• **EXERCISE REQUIREMENTS**: What you give back should be exactly the opening lines of the data, ending with the line that contains "wait sequence is" and including it.

• **PROVIDED RECORDS**:

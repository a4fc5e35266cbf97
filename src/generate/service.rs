//! The generation-service seam and its LLM-backed implementation.
//!
//! The session never talks to a provider directly: it holds an
//! `Arc<dyn TextGenerator>` constructed once, at session build time. When no
//! provider can be resolved the session gets an [`UnconfiguredGenerator`]
//! instead — a stub whose calls fail immediately with a setup hint — so the
//! "service missing" case is decided before any request is attempted and
//! never raises mid-workflow.
//!
//! ## Retry Strategy
//!
//! HTTP 429 / 503 errors from LLM APIs are transient and frequent.
//! Exponential backoff (`retry_backoff_ms * 2^attempt`) avoids
//! thundering-herd: with 500 ms base and 3 retries the wait sequence is
//! 500 ms → 1 s → 2 s, under 4 s of back-off per request.

use crate::error::GenerationError;
use crate::prompts::GENERATOR_SYSTEM_PROMPT;
use async_trait::async_trait;
use edgequake_llm::{ChatMessage, CompletionOptions, LLMProvider, ProviderFactory};
use std::sync::Arc;
use tokio::time::{sleep, Duration};
use tracing::{debug, warn};

/// A synchronous request/response text-generation service.
#[async_trait]
pub trait TextGenerator: Send + Sync {
    /// Generate text for the given directive, or fail with a message the
    /// caller can show to a human.
    async fn generate(&self, prompt: &str) -> Result<String, GenerationError>;
}

/// Production generator backed by an `edgequake-llm` provider.
pub struct LlmGenerator {
    provider: Arc<dyn LLMProvider>,
    temperature: f32,
    max_tokens: usize,
    max_retries: u32,
    retry_backoff_ms: u64,
}

impl LlmGenerator {
    pub fn new(
        provider: Arc<dyn LLMProvider>,
        temperature: f32,
        max_tokens: usize,
        max_retries: u32,
        retry_backoff_ms: u64,
    ) -> Self {
        Self {
            provider,
            temperature,
            max_tokens,
            max_retries,
            retry_backoff_ms,
        }
    }
}

#[async_trait]
impl TextGenerator for LlmGenerator {
    async fn generate(&self, prompt: &str) -> Result<String, GenerationError> {
        let messages = vec![
            ChatMessage::system(GENERATOR_SYSTEM_PROMPT),
            ChatMessage::user(prompt),
        ];
        let options = CompletionOptions {
            temperature: Some(self.temperature),
            max_tokens: Some(self.max_tokens),
            ..Default::default()
        };

        let mut last_err = String::new();
        for attempt in 0..=self.max_retries {
            if attempt > 0 {
                let backoff = self.retry_backoff_ms * 2u64.pow(attempt - 1);
                warn!(
                    "Generation retry {}/{} after {}ms",
                    attempt, self.max_retries, backoff
                );
                sleep(Duration::from_millis(backoff)).await;
            }

            match self.provider.chat(&messages, Some(&options)).await {
                Ok(response) => {
                    debug!(
                        "Generation done: {} in / {} out tokens",
                        response.prompt_tokens, response.completion_tokens
                    );
                    return Ok(response.content);
                }
                Err(e) => last_err = e.to_string(),
            }
        }

        Err(GenerationError::Exhausted {
            retries: self.max_retries,
            detail: last_err,
        })
    }
}

/// Failure stub standing in for an absent generation service.
///
/// Every call returns [`GenerationError::Unconfigured`] synchronously — no
/// network, no retries — so the workflow surfaces a labeled failure and
/// skips speech synthesis instead of aborting.
pub struct UnconfiguredGenerator {
    hint: String,
}

impl UnconfiguredGenerator {
    pub fn new(hint: impl Into<String>) -> Self {
        Self { hint: hint.into() }
    }
}

#[async_trait]
impl TextGenerator for UnconfiguredGenerator {
    async fn generate(&self, _prompt: &str) -> Result<String, GenerationError> {
        Err(GenerationError::Unconfigured {
            hint: self.hint.clone(),
        })
    }
}

/// Resolve the LLM provider, from most-specific to least-specific.
///
/// The fallback chain lets library users and CLI users each set exactly as
/// much or as little as they need:
///
/// 1. **Pre-built provider** — the caller constructed and configured the
///    provider entirely; we use it as-is. Useful in tests or when the caller
///    needs custom middleware.
///
/// 2. **Named provider + model** — the caller named a provider (e.g.
///    `"gemini"`) and optional model; the factory reads the corresponding
///    API key (`GEMINI_API_KEY`, etc.) from the environment.
///
/// 3. **Environment pair** (`DOCENT_LLM_PROVIDER` + `DOCENT_MODEL`) — the
///    provider/model choice was made at the execution-environment level
///    (Makefile, shell script, CI). Checked before full auto-detection so it
///    is honoured even when multiple API keys are present.
///
/// 4. **Full auto-detection** (`ProviderFactory::from_env`) — the factory
///    scans all known API key variables and picks the first available
///    provider.
///
/// A total miss is an `Unconfigured` error, which callers turn into an
/// [`UnconfiguredGenerator`] rather than propagating.
pub fn resolve_provider(
    prebuilt: Option<Arc<dyn LLMProvider>>,
    provider_name: Option<&str>,
    model: Option<&str>,
) -> Result<Arc<dyn LLMProvider>, GenerationError> {
    if let Some(provider) = prebuilt {
        return Ok(provider);
    }

    let create = |name: &str, model: &str| {
        ProviderFactory::create_llm_provider(name, model).map_err(|e| {
            GenerationError::Unconfigured {
                hint: format!("Provider '{}' could not be created: {}", name, e),
            }
        })
    };

    if let Some(name) = provider_name {
        return create(name, model.unwrap_or("gpt-4.1-nano"));
    }

    if let (Ok(prov), Ok(env_model)) = (
        std::env::var("DOCENT_LLM_PROVIDER"),
        std::env::var("DOCENT_MODEL"),
    ) {
        if !prov.is_empty() && !env_model.is_empty() {
            return create(&prov, &env_model);
        }
    }

    let (provider, _embedding) =
        ProviderFactory::from_env().map_err(|e| GenerationError::Unconfigured {
            hint: format!(
                "No LLM provider could be auto-detected from environment.\n\
                 Set GEMINI_API_KEY, OPENAI_API_KEY, or ANTHROPIC_API_KEY, or pass --provider.\n\
                 Error: {}",
                e
            ),
        })?;

    Ok(provider)
}
//! PDF page access via pdfium: embedded text per page, and rasterization of
//! a contiguous page range for the OCR fallback.
//!
//! ## Why spawn_blocking?
//!
//! The `pdfium-render` crate wraps the pdfium C++ library, which uses
//! thread-local state internally and is not safe to call from async
//! contexts. `tokio::task::spawn_blocking` moves the work onto a dedicated
//! thread-pool thread designed for blocking operations, preventing the
//! Tokio worker threads from stalling during CPU-heavy rendering.
//!
//! ## Why cap pixels, not DPI?
//!
//! Page sizes vary wildly: an A0 poster rendered at print density would
//! produce a 12,000 × 17,000 px image. `max_render_pixels` caps the longest
//! edge regardless of physical size, keeping memory bounded and matching
//! the image-size sweet spot for vision-model recognition.

use crate::error::{DocentError, OcrError};
use crate::pipeline::ocr::PageRasterizer;
use async_trait::async_trait;
use image::DynamicImage;
use pdfium_render::prelude::*;
use std::path::Path;
use tracing::{debug, warn};

/// Source of per-page embedded text, the seam the ingestion pipeline reads
/// through. Production code uses [`PdfiumDocuments`]; tests substitute
/// scripted page sets.
#[async_trait]
pub trait PageTextSource: Send + Sync {
    /// Trimmed embedded text for every page of the document, in page order.
    ///
    /// A page that cannot be read yields an empty string — empty text is the
    /// signal that sends a page to the OCR fallback, never an error.
    async fn page_texts(&self, path: &Path) -> Result<Vec<String>, DocentError>;
}

/// pdfium-backed implementation of both document seams: embedded-text
/// extraction ([`PageTextSource`]) and page rasterization
/// ([`PageRasterizer`]).
#[derive(Debug, Clone)]
pub struct PdfiumDocuments {
    /// Longest-edge cap for rasterized pages, in pixels.
    max_render_pixels: u32,
    /// User password for encrypted documents.
    password: Option<String>,
}

impl PdfiumDocuments {
    pub fn new(max_render_pixels: u32, password: Option<String>) -> Self {
        Self {
            max_render_pixels: max_render_pixels.max(100),
            password,
        }
    }
}

#[async_trait]
impl PageTextSource for PdfiumDocuments {
    async fn page_texts(&self, path: &Path) -> Result<Vec<String>, DocentError> {
        let path = path.to_path_buf();
        let password = self.password.clone();

        tokio::task::spawn_blocking(move || page_texts_blocking(&path, password.as_deref()))
            .await
            .map_err(|e| DocentError::Internal(format!("Extraction task panicked: {}", e)))?
    }
}

#[async_trait]
impl PageRasterizer for PdfiumDocuments {
    async fn rasterize(
        &self,
        path: &Path,
        first: usize,
        last: usize,
    ) -> Result<Vec<DynamicImage>, OcrError> {
        let path = path.to_path_buf();
        let err_path = path.clone();
        let password = self.password.clone();
        let max_pixels = self.max_render_pixels;

        tokio::task::spawn_blocking(move || {
            rasterize_blocking(&path, password.as_deref(), max_pixels, first, last)
        })
        .await
        .map_err(|e| OcrError::RangeFailed {
            path: err_path,
            first,
            last,
            detail: format!("Rasterization task panicked: {}", e),
        })?
    }
}

/// Blocking implementation of per-page text extraction.
fn page_texts_blocking(path: &Path, password: Option<&str>) -> Result<Vec<String>, DocentError> {
    let pdfium = Pdfium::default();
    let document = load_document(&pdfium, path, password)?;

    let pages = document.pages();
    let total = pages.len() as usize;
    debug!("PDF loaded: {} pages ({})", total, path.display());

    let mut texts = Vec::with_capacity(total);
    for idx in 0..total {
        let text = pages
            .get(idx as u16)
            .and_then(|page| page.text().map(|t| t.all()))
            .unwrap_or_else(|e| {
                warn!(
                    "Could not read text of page {} in '{}': {:?}",
                    idx + 1,
                    path.display(),
                    e
                );
                String::new()
            });
        texts.push(text.trim().to_string());
    }

    Ok(texts)
}

/// Blocking implementation of contiguous-range rasterization.
///
/// Returns exactly `last - first + 1` images, in page order.
fn rasterize_blocking(
    path: &Path,
    password: Option<&str>,
    max_pixels: u32,
    first: usize,
    last: usize,
) -> Result<Vec<DynamicImage>, OcrError> {
    let range_failed = |detail: String| OcrError::RangeFailed {
        path: path.to_path_buf(),
        first,
        last,
        detail,
    };

    let pdfium = Pdfium::default();
    let document = load_document(&pdfium, path, password)
        .map_err(|e| range_failed(e.to_string()))?;

    let pages = document.pages();
    let total = pages.len() as usize;
    if first < 1 || last > total || first > last {
        return Err(range_failed(format!(
            "range {}-{} out of bounds for {} pages",
            first, last, total
        )));
    }

    let render_config = PdfRenderConfig::new()
        .set_target_width(max_pixels as i32)
        .set_maximum_height(max_pixels as i32);

    let mut images = Vec::with_capacity(last - first + 1);
    for page_num in first..=last {
        let page = pages
            .get((page_num - 1) as u16)
            .map_err(|e| range_failed(format!("page {}: {:?}", page_num, e)))?;

        let bitmap = page
            .render_with_config(&render_config)
            .map_err(|e| range_failed(format!("page {}: {:?}", page_num, e)))?;

        let image = bitmap.as_image();
        debug!(
            "Rasterized page {} → {}x{} px",
            page_num,
            image.width(),
            image.height()
        );
        images.push(image);
    }

    Ok(images)
}

/// Open a document, mapping pdfium's load errors onto the docent taxonomy.
fn load_document<'a>(
    pdfium: &'a Pdfium,
    path: &Path,
    password: Option<&'a str>,
) -> Result<PdfDocument<'a>, DocentError> {
    pdfium.load_pdf_from_file(path, password).map_err(|e| {
        let err_str = format!("{:?}", e);
        if err_str.contains("Password") || err_str.contains("password") {
            if password.is_some() {
                DocentError::WrongPassword {
                    path: path.to_path_buf(),
                }
            } else {
                DocentError::PasswordRequired {
                    path: path.to_path_buf(),
                }
            }
        } else {
            DocentError::CorruptPdf {
                path: path.to_path_buf(),
                detail: err_str,
            }
        }
    })
}
//! The fixed language table for generation and speech synthesis.
//!
//! One selection drives both stages: the display name is interpolated into
//! generation directives ("Summarize … in Hindi"), and the synthesis code is
//! what the speech engine expects ("hi"). Keeping both on a single enum makes
//! it impossible to generate in one language and synthesize in another.

use serde::{Deserialize, Serialize};
use std::fmt;
use std::str::FromStr;

/// A target language for generated content and synthesized speech.
///
/// The set is fixed and enumerable ([`Language::ALL`]) so embedding
/// applications can populate a selection control directly.
#[derive(Debug, Clone, Copy, PartialEq, Eq, Default, Serialize, Deserialize)]
pub enum Language {
    /// English (default).
    #[default]
    English,
    Hindi,
    Gujarati,
    Marathi,
    Tamil,
    Telugu,
    Kannada,
    Bengali,
    Malayalam,
    Punjabi,
    Urdu,
}

impl Language {
    /// Every supported language, in display order.
    pub const ALL: [Language; 11] = [
        Language::English,
        Language::Hindi,
        Language::Gujarati,
        Language::Marathi,
        Language::Tamil,
        Language::Telugu,
        Language::Kannada,
        Language::Bengali,
        Language::Malayalam,
        Language::Punjabi,
        Language::Urdu,
    ];

    /// Human-readable name, used in generation directives and UI controls.
    pub fn display_name(&self) -> &'static str {
        match self {
            Language::English => "English",
            Language::Hindi => "Hindi",
            Language::Gujarati => "Gujarati",
            Language::Marathi => "Marathi",
            Language::Tamil => "Tamil",
            Language::Telugu => "Telugu",
            Language::Kannada => "Kannada",
            Language::Bengali => "Bengali",
            Language::Malayalam => "Malayalam",
            Language::Punjabi => "Punjabi",
            Language::Urdu => "Urdu",
        }
    }

    /// The code the speech-synthesis engine expects for this language.
    pub fn synthesis_code(&self) -> &'static str {
        match self {
            Language::English => "en",
            Language::Hindi => "hi",
            Language::Gujarati => "gu",
            Language::Marathi => "mr",
            Language::Tamil => "ta",
            Language::Telugu => "te",
            Language::Kannada => "kn",
            Language::Bengali => "bn",
            Language::Malayalam => "ml",
            Language::Punjabi => "pa",
            Language::Urdu => "ur",
        }
    }

    /// Look a language up by display name or synthesis code, case-insensitive.
    pub fn from_name(name: &str) -> Option<Language> {
        let needle = name.trim();
        Language::ALL.iter().copied().find(|l| {
            l.display_name().eq_ignore_ascii_case(needle)
                || l.synthesis_code().eq_ignore_ascii_case(needle)
        })
    }
}

impl fmt::Display for Language {
    fn fmt(&self, f: &mut fmt::Formatter<'_>) -> fmt::Result {
        f.write_str(self.display_name())
    }
}

impl FromStr for Language {
    type Err = String;

    fn from_str(s: &str) -> Result<Self, Self::Err> {
        Language::from_name(s).ok_or_else(|| {
            let names: Vec<&str> = Language::ALL.iter().map(|l| l.display_name()).collect();
            format!("unknown language '{}'. Supported: {}", s, names.join(", "))
        })
    }
}

#[cfg(test)]
mod tests {
    use super::*;

    #[test]
    fn table_has_english_plus_ten_others() {
        assert_eq!(Language::ALL.len(), 11);
        assert!(Language::ALL.contains(&Language::English));
    }

    #[test]
    fn codes_are_unique() {
        let mut codes: Vec<&str> = Language::ALL.iter().map(|l| l.synthesis_code()).collect();
        codes.sort_unstable();
        codes.dedup();
        assert_eq!(codes.len(), 11);
    }

    #[test]
    fn lookup_by_name_and_code() {
        assert_eq!(Language::from_name("hindi"), Some(Language::Hindi));
        assert_eq!(Language::from_name("TA"), Some(Language::Tamil));
        assert_eq!(Language::from_name(" Urdu "), Some(Language::Urdu));
        assert_eq!(Language::from_name("klingon"), None);
    }

    #[test]
    fn from_str_error_lists_languages() {
        let err = "xx".parse::<Language>().unwrap_err();
        assert!(err.contains("Bengali"));
    }
}
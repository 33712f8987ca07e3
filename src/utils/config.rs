// src/utils/config.rs
//! Layered configuration
//!
//! Values come from an optional file (`attest-gate.toml`, `.yaml` or `.json`,
//! or the path named by `ATTEST_GATE_CONFIG`) overridden by environment
//! variables such as `ATTEST_GATE_PROTECTION__TOKEN_HEADER`.

use crate::attestation::policy::compile_exclusion;
use crate::utils::errors::{GateError, Result};
use serde::Deserialize;
use std::collections::HashMap;
use std::path::Path;
use std::time::Duration;
use tracing::debug;

/// Environment prefix for overrides
pub const ENV_PREFIX: &str = "ATTEST_GATE";

/// Environment variable naming an explicit config file
pub const CONFIG_PATH_ENV: &str = "ATTEST_GATE_CONFIG";

const DEFAULT_CONFIG_NAME: &str = "attest-gate";

/// Top-level configuration
#[derive(Debug, Clone, Default, Deserialize)]
#[serde(default)]
pub struct GateConfig {
    pub protection: ProtectionConfig,
    pub service: ServiceConfig,
    pub logging: LoggingConfig,
}

/// How attestation results are applied to outgoing requests
#[derive(Debug, Clone, Deserialize)]
#[serde(default)]
pub struct ProtectionConfig {
    /// Header carrying the attestation token
    pub token_header: String,

    /// Prepended to the token value, e.g. "Bearer "
    pub token_prefix: String,

    /// Header whose value is bound into the token
    pub binding_header: Option<String>,

    /// Send without a token when the token fetch hits network trouble
    pub proceed_on_network_fail: bool,

    /// Regexes searched in the full URL; a match skips attestation
    pub exclusion_patterns: Vec<String>,

    /// Header name -> required value prefix for secure string substitution
    pub substitution_headers: HashMap<String, String>,

    /// Query parameters whose values are secure string keys
    pub substitution_query_params: Vec<String>,
}

impl Default for ProtectionConfig {
    fn default() -> Self {
        Self {
            token_header: "Attestation-Token".to_string(),
            token_prefix: String::new(),
            binding_header: None,
            proceed_on_network_fail: false,
            exclusion_patterns: Vec::new(),
            substitution_headers: HashMap::new(),
            substitution_query_params: Vec::new(),
        }
    }
}

/// Protection service settings
#[derive(Debug, Clone, Deserialize)]
#[serde(default)]
pub struct ServiceConfig {
    /// Upper bound on one attestation; unset means wait indefinitely
    pub attestation_timeout_ms: Option<u64>,

    /// Capacity of the gate event log
    pub event_log_capacity: usize,
}

impl Default for ServiceConfig {
    fn default() -> Self {
        Self {
            attestation_timeout_ms: None,
            event_log_capacity: 4096,
        }
    }
}

impl ServiceConfig {
    pub fn attestation_timeout(&self) -> Option<Duration> {
        self.attestation_timeout_ms.map(Duration::from_millis)
    }
}

/// Logging settings
#[derive(Debug, Clone, Deserialize)]
#[serde(default)]
pub struct LoggingConfig {
    /// Default filter directive when `RUST_LOG` is unset
    pub level: String,

    /// Emit JSON lines instead of human-readable output
    pub json: bool,
}

impl Default for LoggingConfig {
    fn default() -> Self {
        Self {
            level: "info".to_string(),
            json: false,
        }
    }
}

impl GateConfig {
    /// Load from the default file location and the environment
    pub fn load() -> Result<Self> {
        let builder = match std::env::var(CONFIG_PATH_ENV) {
            Ok(path) => config::Config::builder().add_source(config::File::with_name(&path)),
            Err(_) => config::Config::builder()
                .add_source(config::File::with_name(DEFAULT_CONFIG_NAME).required(false)),
        };

        let config: GateConfig = builder
            .add_source(
                config::Environment::with_prefix(ENV_PREFIX)
                    .prefix_separator("_")
                    .separator("__"),
            )
            .build()?
            .try_deserialize()?;

        config.validate()?;
        debug!("Configuration loaded: {:?}", config);
        Ok(config)
    }

    /// Load from an explicit file, without environment overrides
    pub fn from_file(path: impl AsRef<Path>) -> Result<Self> {
        let path = path.as_ref();
        let config: GateConfig = config::Config::builder()
            .add_source(config::File::from(path))
            .build()?
            .try_deserialize()?;

        config.validate()?;
        Ok(config)
    }

    /// Reject settings the gate cannot run with
    pub fn validate(&self) -> Result<()> {
        if self.protection.token_header.trim().is_empty() {
            return Err(GateError::ConfigError(
                "protection.token_header cannot be empty".to_string(),
            ));
        }

        for pattern in &self.protection.exclusion_patterns {
            compile_exclusion(pattern)?;
        }

        if self.service.event_log_capacity == 0 {
            return Err(GateError::ConfigError(
                "service.event_log_capacity must be at least 1".to_string(),
            ));
        }

        if self.service.attestation_timeout_ms == Some(0) {
            return Err(GateError::ConfigError(
                "service.attestation_timeout_ms cannot be 0".to_string(),
            ));
        }

        Ok(())
    }
}
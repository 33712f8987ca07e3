// src/attestation/request.rs
//! Outgoing request held by a protected task until it is sent

use crate::utils::errors::{GateError, Result};
use bytes::Bytes;
use hyper::header::{HeaderName, HeaderValue};
use hyper::{HeaderMap, Method, Uri};

/// Request a task will send once it is released
#[derive(Debug, Clone)]
pub struct OutgoingRequest {
    method: Method,
    uri: Uri,
    headers: HeaderMap,
    body: Bytes,
}

impl OutgoingRequest {
    pub fn new(method: Method, uri: Uri) -> Self {
        Self {
            method,
            uri,
            headers: HeaderMap::new(),
            body: Bytes::new(),
        }
    }

    /// Parse `url` into a GET request
    pub fn get(url: &str) -> Result<Self> {
        Self::parse(Method::GET, url)
    }

    pub fn parse(method: Method, url: &str) -> Result<Self> {
        let uri: Uri = url
            .parse()
            .map_err(|e| GateError::InvalidRequest(format!("invalid URL {}: {}", url, e)))?;
        Ok(Self::new(method, uri))
    }

    pub fn with_header(mut self, name: &str, value: &str) -> Result<Self> {
        self.set_header(name, value)?;
        Ok(self)
    }

    pub fn with_body(mut self, body: impl Into<Bytes>) -> Self {
        self.body = body.into();
        self
    }

    pub fn method(&self) -> &Method {
        &self.method
    }

    pub fn uri(&self) -> &Uri {
        &self.uri
    }

    pub fn headers(&self) -> &HeaderMap {
        &self.headers
    }

    pub fn body(&self) -> &Bytes {
        &self.body
    }

    /// Lowercased host, if the URI has one
    pub fn host(&self) -> Option<String> {
        self.uri.host().map(|h| h.to_ascii_lowercase())
    }

    pub fn url(&self) -> String {
        self.uri.to_string()
    }

    /// Point the request at `url`, keeping method, headers and body
    pub fn set_url(&mut self, url: &str) -> Result<()> {
        self.uri = url
            .parse()
            .map_err(|e| GateError::InvalidRequest(format!("invalid URL {}: {}", url, e)))?;
        Ok(())
    }

    /// Header value as text; non-UTF-8 values read as absent
    pub fn header_str(&self, name: &str) -> Option<&str> {
        self.headers.get(name).and_then(|v| v.to_str().ok())
    }

    /// Set a header, replacing any existing values
    pub fn set_header(&mut self, name: &str, value: &str) -> Result<()> {
        let name = HeaderName::from_bytes(name.as_bytes())
            .map_err(|e| GateError::InvalidRequest(format!("invalid header name {}: {}", name, e)))?;
        let value = HeaderValue::from_str(value)
            .map_err(|e| GateError::InvalidRequest(format!("invalid value for {}: {}", name, e)))?;
        self.headers.insert(name, value);
        Ok(())
    }
}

• **OUTPUT**:
repository a4fc5e35266cbf97
filename src/generate/service.rs
//! The generation-service seam and its LLM-backed implementation.
//!
//! The session never talks to a provider directly: it holds an
//! `Arc<dyn TextGenerator>` constructed once, at session build time. When no
//! provider can be resolved the session gets an [`UnconfiguredGenerator`]
//! instead — a stub whose calls fail immediately with a setup hint — so the
//! "service missing" case is decided before any request is attempted and
//! never raises mid-workflow.
//!
//! ## Retry Strategy
//!
//! HTTP 429 / 503 errors from LLM APIs are transient and frequent.
//! Exponential backoff (`retry_backoff_ms * 2^attempt`) avoids
//! thundering-herd: with 500 ms base and 3 retries the wait sequence is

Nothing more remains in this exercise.